It didn't scare Ruby though. In fact, it hurt how clear it was that this Puppet had never killed someone. Not yet. There was something in his eyes that was softer, younger. Even with the frightening protective anger in those three words.
What really surprised her was when Scott pulled his arm out of her hold and nodded. He stared at her with a hard gaze and lightly shoved Puppet toward her. "Go with her, Mari."
"Scott?!" Puppet tripped over his own voice in shock as he stumbled. "What are you-!"
"GO. I have an anonymous bomb threat to call in." He turned and ran down the hallway with a focused look on his face. "Apparently…"
Puppet looked back at Ruby. Was he...afraid?
She was very good at reading him but what was a mix of body language she hadn't seen before.
Ruby let out a relieved breath. At least Steve was willing to take the leap of faith. She wasn't used to Puppet like this though.
He wasn't used to having to deal with life and death situations so often. This was one of his first, wasn't it?
So her tone was a little gentler when she grabbed his shoulder.
"You got this Mari Mari," she said, tone lighter with a teasing edge. He did so hate it when she called him that. "We need to get to Spring's hidey hole and I don't know this location well. You're gonna need to lead me there. And fast, stickman."
He recoiled. "Don't call me that, miss." He said sternly. He looked down the sides of the hallway as if to weigh his options. Luckily he didn't take long before he gestured. "Follow me." He took off at a fast pace. Not quite a full out sprint, although Ruby would have preferred it. They had to cut through the Main Room to get to the other hallway.

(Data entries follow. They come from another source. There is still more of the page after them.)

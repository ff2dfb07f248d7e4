#![doc = "Polygon simplification and region-based splitting for GeoJSON"]
mod collection;
mod common;
mod geom;
mod io;
mod ops;
mod partition;
mod simplify;

#[doc(inline)]
pub use collection::{Feature, FeatureCollection};

#[doc(inline)]
pub use geom::{multipolygon_to_geojson, polygon_to_geojson, GeomError, Geometry};

#[doc(inline)]
pub use simplify::{
    is_simple_ring, simplify_collection, simplify_multipolygon, simplify_polygon, simplify_ring, simplify_rings,
    FeatureReport, PointCount, SimplifyError, SimplifyOptions, DEFAULT_TOLERANCE, MIN_RING_SIZE,
};

#[doc(inline)]
pub use partition::{assign_features, Partition, PartitionError, Region, RegionSet};

#[doc(inline)]
pub use io::{
    parse_feature_collection, read_feature_collection, read_zipped_shapefile, shapefile_to_collection,
    write_feature_collection, Container,
};

#[doc(inline)]
pub use common::{derive_simplified_path, split_output_path, unique_path};

#[doc(inline)]
pub use ops::{shapefile_to_geojson, simplify_file, split_file};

She kept her eyes on the back of Puppet's head as he weaved through a crowd of children chasing one another with cans of party string. She wasn't going to risk looking at any familiar faces. Not yet.

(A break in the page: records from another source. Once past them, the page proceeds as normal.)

use crate::collection::FeatureCollection;
use crate::geom::Geometry;
use crate::partition::{Partition, PartitionError, RegionSet};

/// Assign every feature to each region its geometry intersects.
///
/// This is a full features x regions scan (narrowed by the region bounding
/// boxes). Features with null, empty or untestable geometry, and features outside
/// every region, appear in no bucket.
pub fn assign_features(fc: &FeatureCollection, regions: &RegionSet) -> Result<Partition, PartitionError> {
    let mut partition = Partition::new();

    for (index, feature) in fc.features.iter().enumerate() {
        let Some(value) = feature.geometry.as_ref() else { continue };
        let geometry = Geometry::from_geojson(value)
            .map_err(|source| PartitionError::Geometry { index, source })?;

        for region in regions.matching(&geometry) {
            partition.push(&region.name, feature.clone());
        }
    }

    Ok(partition)
}

#[cfg(test)]
mod tests {
    use serde_json::{json, Value};

    use super::*;

    fn states() -> FeatureCollection {
        FeatureCollection::from_value(json!({
            "type": "FeatureCollection",
            "features": [
                {"type": "Feature", "properties": {"STATE_NAME": "California"}, "geometry": {
                    "type": "Polygon",
                    "coordinates": [[
                        [-124.21216360595776, 41.991688364789326],
                        [-123.75211616376686, 33.00355182532641],
                        [-114.75422917077651, 32.74353381693339],
                        [-114.56502785695653, 34.98130460609541],
                        [-119.7592521293625, 38.76821066788523],
                        [-119.77117362239831, 41.98306338884649],
                        [-124.209929313661, 41.99461151876329]
                    ]]
                }},
                {"type": "Feature", "properties": {"STATE_NAME": "Nevada"}, "geometry": {
                    "type": "Polygon",
                    "coordinates": [[
                        [-120.00631469935398, 41.98041714014769],
                        [-119.97713743300429, 38.934313451462174],
                        [-114.08351651556231, 34.526595541725925],
                        [-114.04380719530928, 41.98841730532064],
                        [-120.00631469935398, 41.98041714014769]
                    ]]
                }}
            ]
        })).unwrap()
    }

    fn places() -> FeatureCollection {
        FeatureCollection::from_value(json!({
            "type": "FeatureCollection",
            "features": [
                {"type": "Feature", "properties": {"id": "1", "name": "California"},
                 "geometry": {"type": "Point", "coordinates": [-122, 38]}},
                {"type": "Feature", "properties": {"id": "2", "name": "Las Vegas"},
                 "geometry": {"type": "Point", "coordinates": [-115, 36]}},
                {"type": "Feature", "properties": {"id": "3", "name": "Reno"},
                 "geometry": {"coordinates": [-119.80151826650294, 39.59011853993252], "type": "Point"}},
                {"type": "Feature", "properties": {"id": "4", "name": "Nowhere"},
                 "geometry": {"type": "Point", "coordinates": [0, 0]}},
                {"type": "Feature", "properties": {"id": "5", "name": "Null"}, "geometry": null}
            ]
        })).unwrap()
    }

    fn ids(partition: &Partition, region: &str) -> Vec<Value> {
        partition.get(region).unwrap().iter()
            .map(|f| f.property("id").unwrap().clone())
            .collect()
    }

    #[test]
    fn reno_lands_in_both_states() {
        let regions = RegionSet::from_collection(&states(), "STATE_NAME").unwrap();
        let partition = assign_features(&places(), &regions).unwrap();

        assert_eq!(partition.names(), vec!["California", "Nevada"]);
        assert_eq!(ids(&partition, "California"), vec![json!("1"), json!("3")]);
        assert_eq!(ids(&partition, "Nevada"), vec![json!("2"), json!("3")]);
    }

    #[test]
    fn buckets_follow_first_match() {
        let regions = RegionSet::from_collection(&states(), "STATE_NAME").unwrap();
        let mut input = places();
        input.features.swap(0, 1); // Las Vegas first

        let partition = assign_features(&input, &regions).unwrap();
        assert_eq!(partition.names(), vec!["Nevada", "California"]);
    }

    #[test]
    fn unmatched_input_yields_empty_partition() {
        let regions = RegionSet::from_collection(&states(), "STATE_NAME").unwrap();
        let mut input = places();
        input.features.drain(0..3);

        assert!(assign_features(&input, &regions).unwrap().is_empty());
    }

    #[test]
    fn empty_geometry_matches_nothing() {
        let regions = RegionSet::from_collection(&states(), "STATE_NAME").unwrap();
        let input = FeatureCollection::from_value(json!({
            "type": "FeatureCollection",
            "features": [
                {"type": "Feature", "properties": {"id": "e"}, "geometry": {"type": "Point", "coordinates": []}},
                {"type": "Feature", "properties": {"id": "m"}, "geometry": {"type": "MultiPolygon", "coordinates": []}},
                {"type": "Feature", "properties": {"id": "r"},
                 "geometry": {"type": "Point", "coordinates": [-119.80151826650294, 39.59011853993252]}}
            ]
        })).unwrap();

        let partition = assign_features(&input, &regions).unwrap();
        assert_eq!(ids(&partition, "California"), vec![json!("r")]);
        assert_eq!(ids(&partition, "Nevada"), vec![json!("r")]);
    }

    #[test]
    fn malformed_feature_geometry_is_an_error() {
        let regions = RegionSet::from_collection(&states(), "STATE_NAME").unwrap();
        let input = FeatureCollection::from_value(json!({
            "type": "FeatureCollection",
            "features": [{"type": "Feature", "properties": {}, "geometry": {"type": "Point"}}]
        })).unwrap();

        assert!(matches!(
            assign_features(&input, &regions),
            Err(PartitionError::Geometry { index: 0, .. })
        ));
    }
}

She couldn't help notice some of the kids rushing by wearing stickers saying "Cheryl's B-Day Bash." It made her stomach twist. It made sense that there were more kids, right? Maybe Cheryl was a popular little kid. Or they were just classmates her parents invited. Whoever they were, they weren't great friends if they didn't notice the birthday girl wasn't running around with them.
"Go faster," she hissed at Puppet.
"I don't want to alarm anyone nor catch their attention," Puppet snapped back, stress clear in his voice, but he did switch to more of a jog as he narrowly missed running into a worker with a tray of pizza who looked at him oddly.
This place was packed. Michael knew what he was doing... It was no wonder no one saw...
Ruby was twitchy as they got into the quieter hallways and she pulled out the tablet to check as she followed the bot.
She hissed out a curse when she checked the camera and found her…past self sitting. Staring at the clock. At least she was still there and hadn't counted down the time.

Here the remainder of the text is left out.